Work instructions:
For this exercise, copy out each line of the material below that includes "execute".

Material provided:
---+---
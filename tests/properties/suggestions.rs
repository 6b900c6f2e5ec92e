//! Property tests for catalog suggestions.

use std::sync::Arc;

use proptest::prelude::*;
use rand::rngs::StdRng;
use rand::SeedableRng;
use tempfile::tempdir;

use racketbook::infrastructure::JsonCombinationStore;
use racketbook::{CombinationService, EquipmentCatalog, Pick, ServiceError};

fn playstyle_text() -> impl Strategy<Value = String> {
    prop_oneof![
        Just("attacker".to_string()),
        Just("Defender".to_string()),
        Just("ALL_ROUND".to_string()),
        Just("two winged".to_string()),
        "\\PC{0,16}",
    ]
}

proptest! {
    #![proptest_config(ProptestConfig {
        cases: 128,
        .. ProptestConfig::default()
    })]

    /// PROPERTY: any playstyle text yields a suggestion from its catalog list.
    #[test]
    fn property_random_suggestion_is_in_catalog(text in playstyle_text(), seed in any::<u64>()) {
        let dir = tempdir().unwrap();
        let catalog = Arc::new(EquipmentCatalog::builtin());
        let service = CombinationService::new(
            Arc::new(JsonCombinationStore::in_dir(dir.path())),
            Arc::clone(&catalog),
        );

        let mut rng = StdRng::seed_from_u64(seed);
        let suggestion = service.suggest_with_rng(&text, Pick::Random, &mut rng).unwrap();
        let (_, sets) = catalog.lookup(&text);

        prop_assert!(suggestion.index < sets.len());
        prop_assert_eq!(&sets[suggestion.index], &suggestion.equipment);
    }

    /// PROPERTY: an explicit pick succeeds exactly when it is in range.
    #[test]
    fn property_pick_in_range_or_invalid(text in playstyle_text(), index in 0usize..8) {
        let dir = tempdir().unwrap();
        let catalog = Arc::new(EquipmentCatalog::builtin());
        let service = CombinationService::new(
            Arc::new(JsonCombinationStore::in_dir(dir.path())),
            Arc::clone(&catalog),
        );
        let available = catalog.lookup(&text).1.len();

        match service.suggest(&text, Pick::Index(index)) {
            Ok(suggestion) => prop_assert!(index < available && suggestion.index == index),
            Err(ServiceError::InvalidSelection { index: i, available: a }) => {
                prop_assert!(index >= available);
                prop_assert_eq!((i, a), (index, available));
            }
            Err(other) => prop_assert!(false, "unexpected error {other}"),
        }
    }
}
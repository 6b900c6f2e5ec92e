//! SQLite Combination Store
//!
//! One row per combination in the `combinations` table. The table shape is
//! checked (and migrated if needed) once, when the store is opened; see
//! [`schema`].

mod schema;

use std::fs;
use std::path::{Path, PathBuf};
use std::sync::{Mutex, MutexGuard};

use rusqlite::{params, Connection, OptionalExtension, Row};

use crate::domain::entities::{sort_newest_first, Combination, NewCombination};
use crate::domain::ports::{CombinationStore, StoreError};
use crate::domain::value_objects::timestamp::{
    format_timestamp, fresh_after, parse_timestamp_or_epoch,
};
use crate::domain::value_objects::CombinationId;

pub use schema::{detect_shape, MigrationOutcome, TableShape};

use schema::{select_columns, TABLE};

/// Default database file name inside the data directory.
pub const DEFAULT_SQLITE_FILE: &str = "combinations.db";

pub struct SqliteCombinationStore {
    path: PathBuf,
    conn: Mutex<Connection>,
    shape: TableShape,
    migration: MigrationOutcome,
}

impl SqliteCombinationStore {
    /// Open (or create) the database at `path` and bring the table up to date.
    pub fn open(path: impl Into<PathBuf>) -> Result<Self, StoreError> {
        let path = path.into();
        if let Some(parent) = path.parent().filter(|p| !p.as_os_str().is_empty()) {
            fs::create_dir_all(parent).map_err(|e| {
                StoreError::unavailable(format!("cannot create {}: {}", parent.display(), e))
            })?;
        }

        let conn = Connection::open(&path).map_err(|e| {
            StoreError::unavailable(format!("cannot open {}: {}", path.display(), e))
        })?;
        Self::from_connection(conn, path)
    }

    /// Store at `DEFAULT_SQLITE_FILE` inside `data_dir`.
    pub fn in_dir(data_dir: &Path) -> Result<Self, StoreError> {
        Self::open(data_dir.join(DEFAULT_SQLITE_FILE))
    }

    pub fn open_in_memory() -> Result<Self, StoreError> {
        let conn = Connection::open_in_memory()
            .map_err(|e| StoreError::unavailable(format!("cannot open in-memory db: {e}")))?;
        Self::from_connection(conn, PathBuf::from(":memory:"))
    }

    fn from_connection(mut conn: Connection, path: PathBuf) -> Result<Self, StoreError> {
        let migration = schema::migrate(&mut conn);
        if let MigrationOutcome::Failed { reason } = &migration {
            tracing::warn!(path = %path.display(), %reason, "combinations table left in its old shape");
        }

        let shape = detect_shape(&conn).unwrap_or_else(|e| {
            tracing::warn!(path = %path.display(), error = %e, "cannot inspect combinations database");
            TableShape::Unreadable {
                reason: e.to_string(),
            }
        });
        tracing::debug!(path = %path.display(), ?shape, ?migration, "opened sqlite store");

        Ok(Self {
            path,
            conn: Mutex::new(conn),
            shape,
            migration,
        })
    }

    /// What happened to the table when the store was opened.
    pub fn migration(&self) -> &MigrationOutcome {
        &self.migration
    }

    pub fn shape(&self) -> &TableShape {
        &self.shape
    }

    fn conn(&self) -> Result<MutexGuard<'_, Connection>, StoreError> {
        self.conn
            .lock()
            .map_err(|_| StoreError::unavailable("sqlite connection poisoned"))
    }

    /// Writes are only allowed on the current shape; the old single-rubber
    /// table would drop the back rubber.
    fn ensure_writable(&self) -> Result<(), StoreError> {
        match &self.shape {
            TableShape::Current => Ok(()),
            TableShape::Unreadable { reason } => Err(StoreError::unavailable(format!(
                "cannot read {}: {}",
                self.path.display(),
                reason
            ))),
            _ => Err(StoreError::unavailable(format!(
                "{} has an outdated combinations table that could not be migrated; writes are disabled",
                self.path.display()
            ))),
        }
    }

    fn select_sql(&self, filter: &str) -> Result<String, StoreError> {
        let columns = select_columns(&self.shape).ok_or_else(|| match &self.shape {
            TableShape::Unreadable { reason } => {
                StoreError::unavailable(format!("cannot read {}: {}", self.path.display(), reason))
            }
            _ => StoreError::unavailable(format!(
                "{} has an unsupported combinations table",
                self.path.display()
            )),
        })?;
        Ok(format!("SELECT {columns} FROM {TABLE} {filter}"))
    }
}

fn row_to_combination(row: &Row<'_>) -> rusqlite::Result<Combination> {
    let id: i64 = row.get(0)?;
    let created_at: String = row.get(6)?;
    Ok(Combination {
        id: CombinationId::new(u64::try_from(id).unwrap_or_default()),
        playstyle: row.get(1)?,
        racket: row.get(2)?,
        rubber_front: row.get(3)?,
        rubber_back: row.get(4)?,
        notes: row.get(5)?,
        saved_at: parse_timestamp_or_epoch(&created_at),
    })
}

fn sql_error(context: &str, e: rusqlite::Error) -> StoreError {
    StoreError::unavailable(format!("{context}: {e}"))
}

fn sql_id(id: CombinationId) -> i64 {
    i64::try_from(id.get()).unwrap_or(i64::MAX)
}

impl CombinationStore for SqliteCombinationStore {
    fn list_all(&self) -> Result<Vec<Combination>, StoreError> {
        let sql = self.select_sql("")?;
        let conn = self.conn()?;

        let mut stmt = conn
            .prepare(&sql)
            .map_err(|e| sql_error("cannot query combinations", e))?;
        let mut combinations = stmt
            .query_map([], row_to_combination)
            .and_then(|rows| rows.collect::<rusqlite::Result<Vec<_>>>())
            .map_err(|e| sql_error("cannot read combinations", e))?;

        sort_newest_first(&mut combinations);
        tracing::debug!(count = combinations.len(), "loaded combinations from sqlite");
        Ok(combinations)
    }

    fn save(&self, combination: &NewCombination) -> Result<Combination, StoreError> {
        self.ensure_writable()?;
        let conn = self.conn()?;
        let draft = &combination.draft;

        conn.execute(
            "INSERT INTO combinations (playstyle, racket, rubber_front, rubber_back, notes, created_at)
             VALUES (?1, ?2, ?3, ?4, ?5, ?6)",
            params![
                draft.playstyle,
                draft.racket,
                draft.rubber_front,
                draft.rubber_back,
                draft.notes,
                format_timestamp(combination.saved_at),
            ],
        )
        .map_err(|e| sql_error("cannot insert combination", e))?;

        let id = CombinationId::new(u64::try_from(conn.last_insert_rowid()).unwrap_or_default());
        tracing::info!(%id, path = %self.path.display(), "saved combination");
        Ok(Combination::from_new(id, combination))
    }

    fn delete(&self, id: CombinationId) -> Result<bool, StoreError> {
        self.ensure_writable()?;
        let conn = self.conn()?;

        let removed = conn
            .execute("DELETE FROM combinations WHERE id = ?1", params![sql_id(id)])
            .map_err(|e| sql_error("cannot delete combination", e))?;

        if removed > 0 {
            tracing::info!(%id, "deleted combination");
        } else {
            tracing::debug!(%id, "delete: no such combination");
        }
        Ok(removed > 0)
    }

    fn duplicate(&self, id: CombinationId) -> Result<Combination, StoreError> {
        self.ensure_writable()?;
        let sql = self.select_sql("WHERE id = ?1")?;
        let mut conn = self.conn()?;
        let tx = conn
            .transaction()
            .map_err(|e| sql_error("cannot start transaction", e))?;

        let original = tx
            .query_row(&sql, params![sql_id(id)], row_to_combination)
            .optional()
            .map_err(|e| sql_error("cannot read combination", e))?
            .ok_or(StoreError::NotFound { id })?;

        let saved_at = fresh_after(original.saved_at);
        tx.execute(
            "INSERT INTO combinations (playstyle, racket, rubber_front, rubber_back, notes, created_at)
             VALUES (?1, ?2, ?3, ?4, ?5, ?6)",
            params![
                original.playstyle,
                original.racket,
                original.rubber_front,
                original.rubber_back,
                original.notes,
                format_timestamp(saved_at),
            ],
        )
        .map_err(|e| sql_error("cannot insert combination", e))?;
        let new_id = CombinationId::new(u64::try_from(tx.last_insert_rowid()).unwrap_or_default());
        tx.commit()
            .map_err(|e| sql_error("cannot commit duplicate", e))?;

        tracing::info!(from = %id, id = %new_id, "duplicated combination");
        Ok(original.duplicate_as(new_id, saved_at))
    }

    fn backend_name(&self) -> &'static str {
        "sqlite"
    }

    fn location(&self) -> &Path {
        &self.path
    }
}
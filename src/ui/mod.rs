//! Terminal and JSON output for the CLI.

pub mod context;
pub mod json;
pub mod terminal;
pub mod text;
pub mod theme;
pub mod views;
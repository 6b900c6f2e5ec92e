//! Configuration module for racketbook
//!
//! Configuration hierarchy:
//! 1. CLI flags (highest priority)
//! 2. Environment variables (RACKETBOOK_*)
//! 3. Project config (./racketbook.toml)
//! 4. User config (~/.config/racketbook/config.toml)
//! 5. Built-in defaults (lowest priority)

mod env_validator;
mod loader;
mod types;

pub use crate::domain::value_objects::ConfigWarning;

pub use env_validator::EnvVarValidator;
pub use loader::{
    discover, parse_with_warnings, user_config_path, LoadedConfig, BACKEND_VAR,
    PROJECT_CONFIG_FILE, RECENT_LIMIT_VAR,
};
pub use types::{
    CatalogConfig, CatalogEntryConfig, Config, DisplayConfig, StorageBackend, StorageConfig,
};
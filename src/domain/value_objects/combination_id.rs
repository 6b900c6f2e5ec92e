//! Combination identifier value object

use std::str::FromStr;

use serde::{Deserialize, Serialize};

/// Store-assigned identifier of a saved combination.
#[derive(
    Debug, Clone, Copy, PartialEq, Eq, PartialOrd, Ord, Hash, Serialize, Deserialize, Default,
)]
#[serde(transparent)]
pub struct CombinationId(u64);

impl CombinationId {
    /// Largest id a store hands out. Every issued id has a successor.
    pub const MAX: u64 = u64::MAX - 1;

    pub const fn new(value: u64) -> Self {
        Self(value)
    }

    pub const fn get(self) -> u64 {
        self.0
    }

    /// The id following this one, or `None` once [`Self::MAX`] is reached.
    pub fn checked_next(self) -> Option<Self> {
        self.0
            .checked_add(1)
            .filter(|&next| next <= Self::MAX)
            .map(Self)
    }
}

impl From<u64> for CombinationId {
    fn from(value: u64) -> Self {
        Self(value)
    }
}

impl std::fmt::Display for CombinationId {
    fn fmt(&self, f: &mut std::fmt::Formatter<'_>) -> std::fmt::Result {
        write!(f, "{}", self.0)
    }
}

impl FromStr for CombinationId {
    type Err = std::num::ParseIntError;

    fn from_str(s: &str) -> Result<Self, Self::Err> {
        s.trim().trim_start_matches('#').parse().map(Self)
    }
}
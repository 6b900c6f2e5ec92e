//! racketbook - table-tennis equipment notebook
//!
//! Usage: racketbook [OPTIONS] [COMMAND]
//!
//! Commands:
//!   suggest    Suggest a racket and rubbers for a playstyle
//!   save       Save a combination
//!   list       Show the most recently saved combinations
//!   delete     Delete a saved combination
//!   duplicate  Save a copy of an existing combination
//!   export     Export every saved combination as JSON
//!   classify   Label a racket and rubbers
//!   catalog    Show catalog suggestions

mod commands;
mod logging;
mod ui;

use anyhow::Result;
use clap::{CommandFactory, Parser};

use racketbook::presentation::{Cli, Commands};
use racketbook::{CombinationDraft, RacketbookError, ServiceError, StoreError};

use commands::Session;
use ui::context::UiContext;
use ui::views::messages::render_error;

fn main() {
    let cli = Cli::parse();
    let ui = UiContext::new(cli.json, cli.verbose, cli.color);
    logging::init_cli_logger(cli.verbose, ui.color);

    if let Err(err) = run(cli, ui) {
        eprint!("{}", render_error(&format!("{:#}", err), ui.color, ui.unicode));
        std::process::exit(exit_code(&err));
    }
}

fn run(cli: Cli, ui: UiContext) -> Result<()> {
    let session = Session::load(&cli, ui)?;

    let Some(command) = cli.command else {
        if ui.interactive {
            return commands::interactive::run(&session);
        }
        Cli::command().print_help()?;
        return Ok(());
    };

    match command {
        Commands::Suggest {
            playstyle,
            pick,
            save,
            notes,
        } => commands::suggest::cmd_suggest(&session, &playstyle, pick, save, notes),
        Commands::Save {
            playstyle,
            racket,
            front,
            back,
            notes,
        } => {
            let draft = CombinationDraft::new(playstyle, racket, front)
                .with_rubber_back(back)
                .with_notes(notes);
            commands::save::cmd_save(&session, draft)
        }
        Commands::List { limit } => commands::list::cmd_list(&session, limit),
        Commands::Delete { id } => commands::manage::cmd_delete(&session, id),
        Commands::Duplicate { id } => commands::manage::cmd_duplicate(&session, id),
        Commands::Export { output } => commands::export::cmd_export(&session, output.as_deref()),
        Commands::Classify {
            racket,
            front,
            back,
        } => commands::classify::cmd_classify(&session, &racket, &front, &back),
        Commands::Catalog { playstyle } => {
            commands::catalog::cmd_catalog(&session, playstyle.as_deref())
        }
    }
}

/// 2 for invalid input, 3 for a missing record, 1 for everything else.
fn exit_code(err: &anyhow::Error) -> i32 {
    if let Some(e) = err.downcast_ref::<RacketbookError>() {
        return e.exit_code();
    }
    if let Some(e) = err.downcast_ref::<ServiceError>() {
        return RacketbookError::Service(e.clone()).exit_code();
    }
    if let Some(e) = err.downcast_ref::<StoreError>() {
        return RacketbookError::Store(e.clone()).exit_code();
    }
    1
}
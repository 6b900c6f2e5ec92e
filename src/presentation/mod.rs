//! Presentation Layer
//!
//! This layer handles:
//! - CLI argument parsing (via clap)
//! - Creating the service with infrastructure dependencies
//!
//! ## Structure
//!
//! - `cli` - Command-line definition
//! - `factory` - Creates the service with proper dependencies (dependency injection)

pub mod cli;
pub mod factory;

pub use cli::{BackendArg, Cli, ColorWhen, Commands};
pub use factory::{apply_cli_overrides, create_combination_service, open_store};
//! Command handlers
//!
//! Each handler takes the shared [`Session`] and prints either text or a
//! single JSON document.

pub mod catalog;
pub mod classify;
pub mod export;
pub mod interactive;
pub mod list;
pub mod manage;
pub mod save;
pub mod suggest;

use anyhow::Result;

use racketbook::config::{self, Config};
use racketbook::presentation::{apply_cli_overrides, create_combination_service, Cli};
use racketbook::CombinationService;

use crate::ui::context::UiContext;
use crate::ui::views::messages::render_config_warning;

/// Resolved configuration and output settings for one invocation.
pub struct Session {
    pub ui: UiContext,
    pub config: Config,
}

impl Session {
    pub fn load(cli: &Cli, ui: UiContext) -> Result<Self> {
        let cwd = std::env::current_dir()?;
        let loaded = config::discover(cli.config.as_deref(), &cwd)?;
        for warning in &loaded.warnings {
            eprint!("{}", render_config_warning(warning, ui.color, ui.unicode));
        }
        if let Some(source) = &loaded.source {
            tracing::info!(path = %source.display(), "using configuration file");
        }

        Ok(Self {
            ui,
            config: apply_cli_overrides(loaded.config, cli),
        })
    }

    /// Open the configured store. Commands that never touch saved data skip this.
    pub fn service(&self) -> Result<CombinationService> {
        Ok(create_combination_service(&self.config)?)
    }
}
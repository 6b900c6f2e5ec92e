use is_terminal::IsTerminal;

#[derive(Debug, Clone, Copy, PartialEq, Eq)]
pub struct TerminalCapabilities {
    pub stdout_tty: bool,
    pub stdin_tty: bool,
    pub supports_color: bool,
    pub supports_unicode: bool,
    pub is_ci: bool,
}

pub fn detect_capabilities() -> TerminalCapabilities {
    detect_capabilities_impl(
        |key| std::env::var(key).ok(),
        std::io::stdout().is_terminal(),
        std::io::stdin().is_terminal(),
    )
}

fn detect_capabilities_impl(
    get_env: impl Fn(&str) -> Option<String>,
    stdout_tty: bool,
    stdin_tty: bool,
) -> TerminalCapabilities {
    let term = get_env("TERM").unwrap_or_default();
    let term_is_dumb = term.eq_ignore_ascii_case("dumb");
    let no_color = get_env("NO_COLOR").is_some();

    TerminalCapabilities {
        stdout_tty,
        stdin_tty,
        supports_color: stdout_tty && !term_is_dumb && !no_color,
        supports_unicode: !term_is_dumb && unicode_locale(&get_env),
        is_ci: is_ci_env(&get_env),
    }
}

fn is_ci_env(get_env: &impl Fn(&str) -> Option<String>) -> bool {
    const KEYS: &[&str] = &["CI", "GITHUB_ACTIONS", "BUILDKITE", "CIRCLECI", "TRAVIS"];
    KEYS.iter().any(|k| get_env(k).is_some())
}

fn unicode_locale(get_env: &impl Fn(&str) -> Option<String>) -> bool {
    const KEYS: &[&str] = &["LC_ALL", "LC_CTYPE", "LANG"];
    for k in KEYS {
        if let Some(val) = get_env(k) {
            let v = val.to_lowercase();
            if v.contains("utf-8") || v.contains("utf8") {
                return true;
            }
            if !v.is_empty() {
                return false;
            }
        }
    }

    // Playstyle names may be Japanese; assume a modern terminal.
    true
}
---+---
Response to this exercise:
        conn.execute(
            .execute("DELETE FROM combinations WHERE id = ?1", params![sql_id(id)])
        tx.execute(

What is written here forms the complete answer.